Wilf: Let ladies lead on London trip
Oct 31 2009 by Wilf Lunn
It took Moses 40 years to find the promised land and then he died before setting foot on it.
It’s often said that if a woman had been leading they would have got there a lot quicker. With this thought in mind I always let Liz do all the path-finding when we’re in London.
Apart from insisting Canada House was the National Portrait Gallery and a slight contretemps about crossing Russell Square, she’s pretty good.
We were off to see the Wallace collection where I understand Vivienne Westwood goes for inspiration and Damien Hirst was exhibiting. On the way we passed the Economic Science building where I envisioned folk inside mumbling: “Do be careful with the sodium chloride, less acetic acid and turn that Bunsen burner, down you’re using too much gas.”
Outside the Wallace Gallery there is a life-sized flayed man. Not flayed in the sense we used as kids meaning scared: “I’m not flayed a you.”

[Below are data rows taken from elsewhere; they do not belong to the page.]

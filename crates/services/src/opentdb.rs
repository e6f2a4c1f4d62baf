use std::env;

use async_trait::async_trait;
use log::{debug, warn};
use reqwest::Client;
use serde::Deserialize;

use trivia_core::model::{Difficulty, QuestionKind, QuestionRecord};

use crate::decode::decode_entities;
use crate::error::SourceError;
use crate::source::QuestionSource;

pub const DEFAULT_BASE_URL: &str = "https://opentdb.com/api.php";
pub const DEFAULT_AMOUNT: u32 = 10;
/// Largest batch the API serves in one request.
pub const MAX_AMOUNT: u32 = 50;

#[derive(Clone, Debug, PartialEq, Eq)]
pub struct OpenTdbConfig {
    pub base_url: String,
    pub amount: u32,
    pub category: Option<u32>,
    pub difficulty: Option<Difficulty>,
    pub kind: Option<QuestionKind>,
}

impl Default for OpenTdbConfig {
    fn default() -> Self {
        Self {
            base_url: DEFAULT_BASE_URL.into(),
            amount: DEFAULT_AMOUNT,
            category: None,
            difficulty: None,
            kind: None,
        }
    }
}

impl OpenTdbConfig {
    /// Read `TRIVIA_*` variables, falling back to defaults for missing or
    /// unparsable values.
    #[must_use]
    pub fn from_env() -> Self {
        let defaults = Self::default();
        Self {
            base_url: env::var("TRIVIA_API_URL")
                .ok()
                .filter(|url| !url.trim().is_empty())
                .unwrap_or(defaults.base_url),
            amount: parse_env("TRIVIA_AMOUNT").unwrap_or(defaults.amount),
            category: parse_env("TRIVIA_CATEGORY"),
            difficulty: parse_env("TRIVIA_DIFFICULTY"),
            kind: parse_env("TRIVIA_TYPE"),
        }
    }

    /// Query string pairs for a request of `amount` questions.
    #[must_use]
    pub fn query(&self, amount: u32) -> Vec<(&'static str, String)> {
        let mut params = vec![("amount", amount.to_string())];
        if let Some(category) = self.category {
            params.push(("category", category.to_string()));
        }
        if let Some(difficulty) = self.difficulty {
            params.push(("difficulty", difficulty.as_str().to_string()));
        }
        if let Some(kind) = self.kind {
            params.push(("type", kind.as_str().to_string()));
        }
        params
    }
}

fn parse_env<T: std::str::FromStr>(key: &str) -> Option<T> {
    let raw = env::var(key).ok()?;
    let parsed = raw.trim().parse().ok();
    if parsed.is_none() {
        warn!("ignoring unparsable {key}={raw:?}");
    }
    parsed
}

/// Question source backed by the Open Trivia Database HTTP API.
#[derive(Clone)]
pub struct OpenTdbSource {
    client: Client,
    config: OpenTdbConfig,
}

impl OpenTdbSource {
    #[must_use]
    pub fn new(config: OpenTdbConfig) -> Self {
        Self {
            client: Client::new(),
            config,
        }
    }
}

#[async_trait]
impl QuestionSource for OpenTdbSource {
    async fn fetch(&self, amount: u32) -> Result<Vec<QuestionRecord>, SourceError> {
        if amount == 0 || amount > MAX_AMOUNT {
            return Err(SourceError::InvalidAmount {
                requested: amount,
                max: MAX_AMOUNT,
            });
        }

        debug!("fetching {amount} question(s) from {}", self.config.base_url);
        let response = self
            .client
            .get(&self.config.base_url)
            .query(&self.config.query(amount))
            .send()
            .await?;

        if !response.status().is_success() {
            return Err(SourceError::HttpStatus(response.status()));
        }

        let body: ApiResponse = response.json().await?;
        into_records(body)
    }
}

/// Parse a raw API body into decoded question records.
///
/// # Errors
///
/// Returns `SourceError::Decode` for malformed JSON and the mapped response
/// code error when the API reports a failure.
pub fn parse_body(body: &str) -> Result<Vec<QuestionRecord>, SourceError> {
    let body: ApiResponse = serde_json::from_str(body)?;
    into_records(body)
}

fn into_records(body: ApiResponse) -> Result<Vec<QuestionRecord>, SourceError> {
    match body.response_code {
        0 => Ok(body.results.into_iter().map(RawQuestion::into_record).collect()),
        1 => Err(SourceError::NoResults),
        2 => Err(SourceError::InvalidParameter),
        5 => Err(SourceError::RateLimited),
        code => Err(SourceError::Api { code }),
    }
}

#[derive(Debug, Deserialize)]
struct ApiResponse {
    response_code: u8,
    #[serde(default)]
    results: Vec<RawQuestion>,
}

#[derive(Debug, Deserialize)]
struct RawQuestion {
    #[serde(default)]
    category: Option<String>,
    #[serde(rename = "type", default)]
    kind: Option<String>,
    #[serde(default)]
    difficulty: Option<String>,
    question: String,
    correct_answer: String,
    #[serde(default)]
    incorrect_answers: Vec<String>,
}

impl RawQuestion {
    fn into_record(self) -> QuestionRecord {
        let incorrect: Vec<String> = self
            .incorrect_answers
            .iter()
            .map(|answer| decode_entities(answer))
            .collect();
        let mut record = QuestionRecord::new(
            decode_entities(&self.question),
            decode_entities(&self.correct_answer),
            incorrect,
        );

        if let Some(category) = self.category {
            record = record.with_category(decode_entities(&category));
        }
        if let Some(difficulty) = self.difficulty.and_then(|d| d.parse().ok()) {
            record = record.with_difficulty(difficulty);
        }
        if let Some(kind) = self.kind.and_then(|k| k.parse().ok()) {
            record = record.with_kind(kind);
        }
        record
    }
}
//! Shared error types for the services crate.

use thiserror::Error;

use trivia_core::SessionError;

/// Errors emitted by a `QuestionSource`.
#[derive(Debug, Error)]
#[non_exhaustive]
pub enum SourceError {
    #[error("batch size must be between 1 and {max}, got {requested}")]
    InvalidAmount { requested: u32, max: u32 },
    #[error("question source has no results for this query")]
    NoResults,
    #[error("question source rejected the request parameters")]
    InvalidParameter,
    #[error("question source is rate limiting requests")]
    RateLimited,
    #[error("question source returned response code {code}")]
    Api { code: u8 },
    #[error("question source request failed with status {0}")]
    HttpStatus(reqwest::StatusCode),
    #[error("question source is unavailable: {0}")]
    Unavailable(String),
    #[error(transparent)]
    Decode(#[from] serde_json::Error),
    #[error(transparent)]
    Http(#[from] reqwest::Error),
}

/// Errors emitted by `QuizLoopService`.
#[derive(Debug, Error)]
#[non_exhaustive]
pub enum QuizLoopError {
    #[error(transparent)]
    Source(#[from] SourceError),
    #[error(transparent)]
    Session(#[from] SessionError),
}
use std::collections::{BTreeMap, BTreeSet, HashSet};
use std::ffi::OsString;
use std::path::{Path, PathBuf};

use crate::analysis::FileRecord;
use crate::config::AnalysisOptions;
use crate::paths;

use super::{DependencyEdge, DependencyGraph, DependencyNode, EdgeKind, NodeMetrics};

/// Directory entry files tried when a specifier names a directory
const INDEX_STEMS: &[&str] = &["index", "__init__"];

pub struct DependencyGraphBuilder {
    extensions: Vec<String>,
}

impl DependencyGraphBuilder {
    pub fn new(extensions: Vec<String>) -> Self {
        let extensions = extensions
            .into_iter()
            .map(|e| {
                if e.is_empty() || e.starts_with('.') {
                    e
                } else {
                    format!(".{}", e)
                }
            })
            .collect();
        Self { extensions }
    }

    pub fn from_options(options: &AnalysisOptions) -> Self {
        Self::new(options.resolve_extensions.clone())
    }

    /// Builds the graph over `records`. Only relative specifiers that resolve
    /// to one of the records produce edges; everything else is dropped.
    pub fn build(&self, records: &[FileRecord]) -> DependencyGraph {
        let known: HashSet<PathBuf> = records.iter().map(|r| paths::normalize(&r.path)).collect();

        let mut edge_set: BTreeSet<(PathBuf, PathBuf)> = BTreeSet::new();
        let mut unresolved = 0usize;

        for record in records {
            let source = paths::normalize(&record.path);
            for specifier in &record.imports {
                if !specifier.starts_with('.') {
                    continue;
                }
                match self.resolve(&source, specifier, &known) {
                    Some(target) => {
                        edge_set.insert((source.clone(), target));
                    }
                    None => {
                        unresolved += 1;
                        tracing::trace!("Unresolved import '{}' in {}", specifier, record.relative_path);
                    }
                }
            }
        }

        let mut nodes: BTreeMap<PathBuf, DependencyNode> = records
            .iter()
            .map(|r| {
                let id = paths::normalize(&r.path);
                (
                    id.clone(),
                    DependencyNode {
                        id,
                        relative_path: r.relative_path.clone(),
                        incoming: Vec::new(),
                        outgoing: Vec::new(),
                        metrics: NodeMetrics::default(),
                    },
                )
            })
            .collect();

        let mut edges = Vec::with_capacity(edge_set.len());
        for (source, target) in edge_set {
            if let Some(node) = nodes.get_mut(&source) {
                node.outgoing.push(target.clone());
            }
            if let Some(node) = nodes.get_mut(&target) {
                node.incoming.push(source.clone());
            }
            edges.push(DependencyEdge {
                source,
                target,
                kind: EdgeKind::Direct,
            });
        }

        for node in nodes.values_mut() {
            node.incoming.sort();
            node.metrics = NodeMetrics::new(node.incoming.len(), node.outgoing.len());
        }

        tracing::debug!(
            "Built dependency graph: {} nodes, {} edges, {} unresolved relative imports",
            nodes.len(),
            edges.len(),
            unresolved
        );

        DependencyGraph::from_parts(nodes, edges)
    }

    /// Resolves a relative specifier from `importer` against the known files.
    /// Candidates in order: the literal path, the path with each extension,
    /// then an index file inside the path with each extension.
    pub fn resolve(&self, importer: &Path, specifier: &str, known: &HashSet<PathBuf>) -> Option<PathBuf> {
        let dir = importer.parent()?;
        let base = paths::normalize(&dir.join(specifier));

        if known.contains(&base) {
            return Some(base);
        }

        // `.`, `..` and `./dir/` name a directory, never a sibling file
        let names_directory = specifier.ends_with('/')
            || matches!(specifier.rsplit('/').next(), Some(".") | Some(".."));

        if !names_directory {
            for ext in &self.extensions {
                let candidate = with_suffix(&base, ext);
                if known.contains(&candidate) {
                    return Some(candidate);
                }
            }
        }

        for stem in INDEX_STEMS {
            let index = base.join(stem);
            for ext in &self.extensions {
                let candidate = with_suffix(&index, ext);
                if known.contains(&candidate) {
                    return Some(candidate);
                }
            }
        }

        None
    }
}

impl Default for DependencyGraphBuilder {
    fn default() -> Self {
        Self::from_options(&AnalysisOptions::default())
    }
}

/// Appends `suffix` to the final component (`./a.test` + `.ts` → `./a.test.ts`).
fn with_suffix(path: &Path, suffix: &str) -> PathBuf {
    let mut s: OsString = path.as_os_str().to_owned();
    s.push(suffix);
    PathBuf::from(s)
}
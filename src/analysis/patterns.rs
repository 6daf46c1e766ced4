//! Pattern-based import/export extraction.
//!
//! Used for files with no registered grammar (Vue, Svelte, ...) and for files
//! whose syntax tree came back with errors.

use std::collections::HashSet;

use once_cell::sync::Lazy;
use regex::Regex;

static ES_IMPORT: Lazy<Regex> = Lazy::new(|| {
    Regex::new(r#"\bimport\s+(?:type\s+)?(?:[\w*${}\s,]+?\s+from\s+)?['"]([^'"\n]+)['"]"#)
        .expect("valid regex")
});

static ES_REEXPORT: Lazy<Regex> = Lazy::new(|| {
    Regex::new(r#"\bexport\s+(?:type\s+)?(?:\*(?:\s+as\s+[\w$]+)?|\{[^}]*\})\s*from\s+['"]([^'"\n]+)['"]"#)
        .expect("valid regex")
});

static REQUIRE_CALL: Lazy<Regex> =
    Lazy::new(|| Regex::new(r#"\brequire\(\s*['"]([^'"\n]+)['"]\s*\)"#).expect("valid regex"));

static DYNAMIC_IMPORT: Lazy<Regex> =
    Lazy::new(|| Regex::new(r#"\bimport\(\s*['"]([^'"\n]+)['"]\s*\)"#).expect("valid regex"));

static ES_EXPORT_DECL: Lazy<Regex> = Lazy::new(|| {
    Regex::new(
        r"\bexport\s+(?:declare\s+)?(?:async\s+)?(?:function\*?|abstract\s+class|class|const|let|var|interface|type|enum)\s+([A-Za-z_$][\w$]*)",
    )
    .expect("valid regex")
});

static ES_EXPORT_DEFAULT: Lazy<Regex> =
    Lazy::new(|| Regex::new(r"\bexport\s+default\b").expect("valid regex"));

static ES_EXPORT_CLAUSE: Lazy<Regex> =
    Lazy::new(|| Regex::new(r"\bexport\s+(?:type\s+)?\{([^}]*)\}").expect("valid regex"));

static PY_FROM_IMPORT: Lazy<Regex> = Lazy::new(|| {
    Regex::new(r"(?m)^[ \t]*from[ \t]+(\.+[\w.]*|[\w.]+)[ \t]+import[ \t]+(?:\(([^)]*)\)|([\w \t,*]+))")
        .expect("valid regex")
});

static PY_IMPORT: Lazy<Regex> =
    Lazy::new(|| Regex::new(r"(?m)^[ \t]*import[ \t]+([\w.]+)").expect("valid regex"));

static PY_TOP_LEVEL_DEF: Lazy<Regex> = Lazy::new(|| {
    Regex::new(r"(?m)^(?:async\s+def|def|class)\s+([A-Za-z_]\w*)").expect("valid regex")
});

/// Syntax family the fallback should assume
#[derive(Debug, Clone, Copy, PartialEq, Eq)]
pub enum PatternFlavor {
    Script,
    Python,
}

impl PatternFlavor {
    pub fn for_language(language: Option<&str>) -> Self {
        match language {
            Some("python") => PatternFlavor::Python,
            _ => PatternFlavor::Script,
        }
    }
}

pub fn extract_imports(source: &str, flavor: PatternFlavor) -> Vec<String> {
    let mut imports = Vec::new();
    match flavor {
        PatternFlavor::Script => {
            for re in [&*ES_IMPORT, &*ES_REEXPORT, &*REQUIRE_CALL, &*DYNAMIC_IMPORT] {
                for caps in re.captures_iter(source) {
                    imports.push(caps[1].to_string());
                }
            }
        }
        PatternFlavor::Python => {
            for caps in PY_FROM_IMPORT.captures_iter(source) {
                let names_group = caps.get(2).or_else(|| caps.get(3));
                let names: Vec<&str> = names_group
                    .map(|m| m.as_str())
                    .unwrap_or("")
                    .split(',')
                    .map(|n| n.split_whitespace().next().unwrap_or(""))
                    .filter(|n| !n.is_empty())
                    .collect();
                imports.extend(python_from_specifiers(&caps[1], &names));
            }
            for caps in PY_IMPORT.captures_iter(source) {
                imports.push(caps[1].to_string());
            }
        }
    }
    dedup_preserving_order(imports)
}

pub fn extract_exports(source: &str, flavor: PatternFlavor) -> Vec<String> {
    let mut exports = Vec::new();
    match flavor {
        PatternFlavor::Script => {
            for caps in ES_EXPORT_DECL.captures_iter(source) {
                exports.push(caps[1].to_string());
            }
            if ES_EXPORT_DEFAULT.is_match(source) {
                exports.push("default".to_string());
            }
            for caps in ES_EXPORT_CLAUSE.captures_iter(source) {
                for specifier in caps[1].split(',') {
                    if let Some(name) = exported_name(specifier) {
                        exports.push(name);
                    }
                }
            }
        }
        PatternFlavor::Python => {
            for caps in PY_TOP_LEVEL_DEF.captures_iter(source) {
                let name = &caps[1];
                if !name.starts_with('_') {
                    exports.push(name.to_string());
                }
            }
        }
    }
    dedup_preserving_order(exports)
}

/// `a`, `a as b`, `type a` -> the name visible to importers
fn exported_name(specifier: &str) -> Option<String> {
    let words: Vec<&str> = specifier.split_whitespace().collect();
    let name = match words.as_slice() {
        [] => return None,
        [.., "as", alias] => alias,
        ["type", name] => name,
        [name, ..] => name,
    };
    Some(name.to_string())
}

/// Converts a Python module reference into the path-like specifier the graph
/// builder understands: `.utils` -> `./utils`, `..core.db` -> `../core/db`.
/// Absolute modules are returned unchanged and never resolve to an edge.
pub fn python_module_to_specifier(module: &str) -> String {
    let dots = module.chars().take_while(|c| *c == '.').count();
    if dots == 0 {
        return module.to_string();
    }

    let rest = module[dots..].replace('.', "/");
    let prefix = if dots == 1 {
        "./".to_string()
    } else {
        "../".repeat(dots - 1)
    };

    if rest.is_empty() {
        prefix.trim_end_matches('/').to_string()
    } else {
        format!("{}{}", prefix, rest)
    }
}

/// Specifiers for `from <module> import <names>`. A bare-dots module
/// (`from . import utils`) refers to sibling modules by name.
pub fn python_from_specifiers(module: &str, names: &[&str]) -> Vec<String> {
    if !module.is_empty() && module.chars().all(|c| c == '.') {
        let base = python_module_to_specifier(module);
        return names
            .iter()
            .filter(|n| **n != "*")
            .map(|n| format!("{}/{}", base, n))
            .collect();
    }
    vec![python_module_to_specifier(module)]
}

pub fn dedup_preserving_order(items: Vec<String>) -> Vec<String> {
    let mut seen = HashSet::new();
    items
        .into_iter()
        .filter(|item| seen.insert(item.clone()))
        .collect()
}
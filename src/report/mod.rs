//! Project-level report assembled from per-file results and cycle findings.

use std::collections::BTreeMap;

use serde::{Deserialize, Serialize};

use crate::analysis::{FileAnalysisReport, FileError, Priority, Scores, Severity};
use crate::graph::{Cycle, CycleReport};
use crate::paths;

#[derive(Debug, Clone, Copy, PartialEq, Eq, Default, Serialize, Deserialize)]
pub struct PriorityBreakdown {
    pub none: usize,
    pub low: usize,
    pub medium: usize,
    pub high: usize,
}

impl PriorityBreakdown {
    fn record(&mut self, priority: Priority) {
        match priority {
            Priority::None => self.none += 1,
            Priority::Low => self.low += 1,
            Priority::Medium => self.medium += 1,
            Priority::High => self.high += 1,
        }
    }
}

#[derive(Debug, Clone, Copy, PartialEq, Eq, Default, Serialize, Deserialize)]
pub struct SeverityBreakdown {
    pub low: usize,
    pub medium: usize,
    pub high: usize,
    pub critical: usize,
}

impl SeverityBreakdown {
    fn record(&mut self, severity: Severity) {
        match severity {
            Severity::Low => self.low += 1,
            Severity::Medium => self.medium += 1,
            Severity::High => self.high += 1,
            Severity::Critical => self.critical += 1,
        }
    }
}

#[derive(Debug, Clone, PartialEq, Serialize, Deserialize)]
#[serde(rename_all = "camelCase")]
pub struct ProjectReport {
    pub project_name: String,
    pub analyzed_files: usize,
    pub files_requiring_optimization: usize,
    pub total_issues: usize,
    pub errored_files: usize,
    pub errors: Vec<FileError>,
    /// Keyed by root-relative path
    pub files: BTreeMap<String, FileAnalysisReport>,
    /// Mean scores over successfully analyzed files
    pub summary: Scores,
    pub priorities: PriorityBreakdown,
    pub issues_by_severity: SeverityBreakdown,
    pub cycles: Vec<Cycle>,
    pub cycles_possibly_incomplete: bool,
    /// Unix milliseconds
    pub generated_at: u64,
}

impl ProjectReport {
    pub fn to_json(&self) -> crate::error::Result<String> {
        Ok(serde_json::to_string_pretty(self)?)
    }
}

pub struct ReportAggregator {
    project_name: String,
}

impl ReportAggregator {
    pub fn new(project_name: impl Into<String>) -> Self {
        Self {
            project_name: project_name.into(),
        }
    }

    /// Merges file reports, failures and cycles. The result does not depend
    /// on the order of `reports` or `errors`.
    pub fn aggregate<I>(&self, reports: I, errors: Vec<FileError>, cycles: CycleReport) -> ProjectReport
    where
        I: IntoIterator<Item = FileAnalysisReport>,
    {
        let files: BTreeMap<String, FileAnalysisReport> = reports
            .into_iter()
            .map(|r| (r.relative_path.clone(), r))
            .collect();

        let mut errors = errors;
        errors.sort_by(|a, b| a.file_path.cmp(&b.file_path));

        let mut totals = Scores {
            complexity: 0.0,
            maintainability: 0.0,
            security: 0.0,
            performance: 0.0,
        };
        let mut priorities = PriorityBreakdown::default();
        let mut issues_by_severity = SeverityBreakdown::default();
        let mut files_requiring_optimization = 0;
        let mut total_issues = 0;

        for report in files.values() {
            totals.complexity += report.scores.complexity;
            totals.maintainability += report.scores.maintainability;
            totals.security += report.scores.security;
            totals.performance += report.scores.performance;

            priorities.record(report.optimization_priority);
            for issue in &report.issues {
                issues_by_severity.record(issue.severity);
            }
            if report.requires_optimization {
                files_requiring_optimization += 1;
            }
            total_issues += report.issues.len();
        }

        let summary = if files.is_empty() {
            Scores::default()
        } else {
            let n = files.len() as f64;
            Scores {
                complexity: totals.complexity / n,
                maintainability: totals.maintainability / n,
                security: totals.security / n,
                performance: totals.performance / n,
            }
        };

        ProjectReport {
            project_name: self.project_name.clone(),
            analyzed_files: files.len(),
            files_requiring_optimization,
            total_issues,
            errored_files: errors.len(),
            errors,
            files,
            summary,
            priorities,
            issues_by_severity,
            cycles: cycles.cycles,
            cycles_possibly_incomplete: cycles.possibly_incomplete,
            generated_at: paths::now_millis(),
        }
    }
}

#[cfg(test)]
mod tests {
    use super::*;
    use crate::analysis::{FileAnalyzer, FileRecord};
    use crate::config::AnalysisDepth;

    fn report(name: &str, source: &str) -> FileAnalysisReport {
        let mut record = FileRecord {
            path: format!("/p/{}", name).into(),
            relative_path: name.to_string(),
            size: source.len() as u64,
            modified: 0,
            imports: Vec::new(),
            exports: Vec::new(),
            content_hash: None,
        };
        FileAnalyzer::default()
            .analyze_source(source, &mut record, AnalysisDepth::Standard)
            .unwrap()
    }

    #[test]
    fn test_empty_project_defaults() {
        let report = ReportAggregator::new("empty").aggregate(Vec::new(), Vec::new(), CycleReport::default());
        assert_eq!(report.analyzed_files, 0);
        assert_eq!(report.total_issues, 0);
        assert_eq!(report.summary, Scores::default());
        assert!(report.cycles.is_empty());
    }

    #[test]
    fn test_totals_are_exact_sums() {
        let reports = vec![
            report("a.ts", "// clean\nconst a = 1;\n"),
            report("b.ts", "eval(x);\nconsole.log(x);\n"),
            report("c.ts", "document.write(y);\n"),
        ];
        let expected_issues: usize = reports.iter().map(|r| r.issues.len()).sum();
        let expected_flagged = reports.iter().filter(|r| r.requires_optimization).count();

        let project = ReportAggregator::new("demo").aggregate(reports, Vec::new(), CycleReport::default());
        assert_eq!(project.total_issues, expected_issues);
        assert_eq!(project.files_requiring_optimization, expected_flagged);
        assert_eq!(
            project.issues_by_severity.low
                + project.issues_by_severity.medium
                + project.issues_by_severity.high
                + project.issues_by_severity.critical,
            expected_issues
        );
        let p = project.priorities;
        assert_eq!(p.none + p.low + p.medium + p.high, 3);
    }

    #[test]
    fn test_errored_files_excluded_from_averages() {
        let reports = vec![report("a.ts", "eval(x);\n")];
        let security = reports[0].scores.security;
        let errors = vec![FileError::new("broken.ts", "invalid UTF-8")];

        let project = ReportAggregator::new("demo").aggregate(reports, errors, CycleReport::default());
        assert_eq!(project.analyzed_files, 1);
        assert_eq!(project.errored_files, 1);
        assert_eq!(project.errors[0].file_path, "broken.ts");
        assert_eq!(project.summary.security, security);
    }

    #[test]
    fn test_order_independent() {
        let a = report("a.ts", "eval(x);\n");
        let b = report("b.ts", "innerHTML = y;\nconst z = 1;\n");
        let c = report("c.ts", "const ok = true;\n");

        let agg = ReportAggregator::new("demo");
        let first = agg.aggregate(vec![a.clone(), b.clone(), c.clone()], Vec::new(), CycleReport::default());
        let second = agg.aggregate(vec![c, a, b], Vec::new(), CycleReport::default());

        assert_eq!(first.files, second.files);
        assert_eq!(first.summary, second.summary);
        assert_eq!(first.total_issues, second.total_issues);
    }

    #[test]
    fn test_json_uses_camel_case() {
        let project = ReportAggregator::new("demo").aggregate(Vec::new(), Vec::new(), CycleReport::default());
        let value: serde_json::Value = serde_json::from_str(&project.to_json().unwrap()).unwrap();
        assert_eq!(value["projectName"], "demo");
        assert_eq!(value["analyzedFiles"], 0);
        assert_eq!(value["cyclesPossiblyIncomplete"], false);
        assert!(value["summary"]["security"].is_number());
    }
}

This was a peeled person, skinless with his skin hanging over his arm. He represented Saint Bartholomew who was skinned for his beliefs. He’s the patron Saint of leather tanners. We had a plaster version at the tech so we could study muscles. I later realised this was one of Damien Hirst’s pieces. The fact that the figure was holding a pair of scissors had stuck me as odd at the time. It gave the impression he was about to make his skin into little leather knick-knacks.
My favourite bronze in the Wallace Collection is much smaller – it’s a hermaphrodite. It wasn’t on the table where it is normally exhibited. I asked what had happened to it, but no-one seemed to know.
I caused some consternation when I said to one guard I thought I’d seen it on Portobello Market. Nothing from the collection is allowed to leave the building, not even on loan.
Eventually we found it deep in the basement at the far end. It was in a glass case facing the wall. Could it have been the naughty corner?
Back upstairs I was reminded of my daughter, Anna. When she was little she loved museums and I got fed up long before her and couldn’t get her to leave. We were in one of the arms and armour rooms and a young mother was trying to get her little girl to move on. She said: “Oh do come on, there’s lots of bashing and stabbing things in this next room”.